Impact of COVID-19 Outbreak

 

On January 30, 2020, the World Health Organization declared the coronavirus outbreak a “Public Health Emergency of International Concern” and on March 10, 2020, declared it to be a pandemic. Actions taken around the world to help mitigate the spread of the coronavirus include restrictions on travel, and quarantines in certain areas, and forced closures for certain types of public places and businesses.

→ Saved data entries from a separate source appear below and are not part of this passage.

//! Shape-based classification of upstream response bodies.
//!
//! Upstream APIs return success and error payloads under overlapping status codes, so the
//! status alone cannot tell them apart. The body is tried against the success schema first
//! and, only when that fails to deserialize, against the error schema.

// self
use crate::{
	_prelude::*,
	decode::{Validate, ValidationErrors, Violations},
};

/// Outcome category of decoding an upstream response body.
#[derive(Clone, Copy, Debug, PartialEq, Eq, Hash, Serialize, Deserialize)]
#[serde(rename_all = "SCREAMING_SNAKE_CASE")]
pub enum ResponseClass {
	/// Body matched the success schema and passed validation.
	Ok,
	/// Body matched the error schema and passed validation.
	ExternalError,
	/// Body matched no schema.
	DecodeError,
	/// Body matched a schema but violated its constraints.
	ValidationError,
}
impl ResponseClass {
	/// Returns a stable label suitable for log or metric fields.
	pub const fn as_str(self) -> &'static str {
		match self {
			ResponseClass::Ok => "OK",
			ResponseClass::ExternalError => "EXTERNAL_ERROR",
			ResponseClass::DecodeError => "DECODE_ERROR",
			ResponseClass::ValidationError => "VALIDATION_ERROR",
		}
	}
}
impl Display for ResponseClass {
	fn fmt(&self, f: &mut Formatter) -> FmtResult {
		f.write_str(self.as_str())
	}
}

/// A body that does not fit a schema, with the JSON path where deserialization stopped.
#[derive(Debug, ThisError)]
#[error("{source} (at `{path}`)")]
pub struct SchemaMismatch {
	/// Dotted JSON path of the failure; `.` for the document root.
	pub path: String,
	/// Underlying deserializer failure.
	pub source: serde_json::Error,
}

/// Body matched neither the success schema nor (when given) the error schema.
#[derive(Debug, ThisError)]
pub enum DecodeError {
	/// Only a success schema was supplied and the body did not fit it.
	#[error("Error unmarshalling ok response: {source}.")]
	Ok {
		/// Success-schema failure, with the JSON path where it happened.
		#[source]
		source: SchemaMismatch,
	},
	/// Both schemas were tried and neither fit.
	#[error("Error retrieving response. Ok unmarshal error: {ok}; error unmarshal error: {err}.")]
	Both {
		/// Success-schema failure.
		ok: SchemaMismatch,
		/// Error-schema failure.
		err: SchemaMismatch,
	},
}

/// Placeholder error schema for endpoints whose failures are not modelled.
///
/// Uninhabited, so a body can never decode into it and [`Decoded::ExternalError`] cannot occur.
#[derive(Clone, Copy, Debug, PartialEq, Eq)]
pub enum NoErrorSchema {}
impl<'de> Deserialize<'de> for NoErrorSchema {
	fn deserialize<D>(deserializer: D) -> Result<Self, D::Error>
	where
		D: serde::Deserializer<'de>,
	{
		let _ = serde::de::IgnoredAny::deserialize(deserializer)?;

		Err(serde::de::Error::custom("no error schema is declared for this response"))
	}
}
impl Validate for NoErrorSchema {
	fn validate(&self, _: &mut Violations) {
		match *self {}
	}
}

/// Classified response body.
#[derive(Debug)]
pub enum Decoded<T, E = NoErrorSchema> {
	/// Success payload.
	Ok(T),
	/// Error payload returned by the upstream API.
	ExternalError(E),
	/// Body matched no schema.
	DecodeError(DecodeError),
	/// Body matched a schema but violated its constraints.
	ValidationError(ValidationErrors),
}
impl<T, E> Decoded<T, E> {
	/// Classification of this outcome.
	pub fn class(&self) -> ResponseClass {
		match self {
			Decoded::Ok(_) => ResponseClass::Ok,
			Decoded::ExternalError(_) => ResponseClass::ExternalError,
			Decoded::DecodeError(_) => ResponseClass::DecodeError,
			Decoded::ValidationError(_) => ResponseClass::ValidationError,
		}
	}

	/// Success payload, if any.
	pub fn ok(self) -> Option<T> {
		match self {
			Decoded::Ok(value) => Some(value),
			_ => None,
		}
	}
}

/// Decodes `body` against the success schema `T` only.
pub fn decode_body<T>(body: &[u8]) -> Decoded<T>
where
	T: DeserializeOwned + Validate,
{
	classify(body, false)
}

/// Decodes `body` against the success schema `T`, falling back to the error schema `E`.
pub fn decode_body_or_error<T, E>(body: &[u8]) -> Decoded<T, E>
where
	T: DeserializeOwned + Validate,
	E: DeserializeOwned + Validate,
{
	classify(body, true)
}

/// Decodes a buffered response body against the success schema `T` only.
pub fn decode_response<T>(response: &http::Response<Vec<u8>>) -> Decoded<T>
where
	T: DeserializeOwned + Validate,
{
	decode_body(response.body())
}

/// Decodes a buffered response body with success/error disambiguation.
pub fn decode_response_or_error<T, E>(response: &http::Response<Vec<u8>>) -> Decoded<T, E>
where
	T: DeserializeOwned + Validate,
	E: DeserializeOwned + Validate,
{
	decode_body_or_error(response.body())
}

fn classify<T, E>(body: &[u8], with_error_schema: bool) -> Decoded<T, E>
where
	T: DeserializeOwned + Validate,
	E: DeserializeOwned + Validate,
{
	let ok_err = match parse::<T>(body) {
		Ok(value) =>
			return match value.check() {
				Ok(()) => Decoded::Ok(value),
				Err(violations) => Decoded::ValidationError(violations),
			},
		Err(e) => e,
	};

	if !with_error_schema {
		return Decoded::DecodeError(DecodeError::Ok { source: ok_err });
	}

	match parse::<E>(body) {
		Ok(value) => match value.check() {
			Ok(()) => Decoded::ExternalError(value),
			Err(violations) => Decoded::ValidationError(violations),
		},
		Err(err) => Decoded::DecodeError(DecodeError::Both { ok: ok_err, err }),
	}
}

pub(crate) fn parse<T>(body: &[u8]) -> Result<T, SchemaMismatch>
where
	T: DeserializeOwned,
{
	let mut de = serde_json::Deserializer::from_slice(body);
	let value = serde_path_to_error::deserialize(&mut de).map_err(|e| SchemaMismatch {
		path: e.path().to_string(),
		source: e.into_inner(),
	})?;

	// Reject trailing data the same way `serde_json::from_slice` does.
	de.end().map_err(|source| SchemaMismatch { path: ".".into(), source })?;

	Ok(value)
}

The coronavirus and actions taken to mitigate it have had and are expected to continue to have an adverse impact on the economies and financial markets of many countries, including the geographical area in which the Company operates. While the closures and limitations on movement, domestically and internationally, are expected to be temporary, if the outbreak continues on its current trajectory the duration of the supply chain disruption could reduce the availability, or result in delays, of materials or supplies to and from the Company, which in turn could materially interrupt the Company’s business operations. Given the speed and frequency of the continuously evolving developments with respect to this pandemic, the Company cannot reasonably estimate the magnitude of the impact to its consolidated results of operations. The Company’s manufacturing facilities in both California and New York support businesses have been deemed essential by their respective state governments and remain operational. We have taken every precaution possible to ensure the safety of our employees.

 

Additionally, it is reasonably possible that estimates made in the financial statements have been, or will be, materially and adversely impacted in the near term as a result of these conditions, including losses on inventory; impairment losses related to goodwill and other long-lived assets and current obligations.

 

Subsequent to December 31, 2019, the Company has invested approximately $460,000 for less than 10% ownership of an entity over which one of the Company’s directors serves as CEO.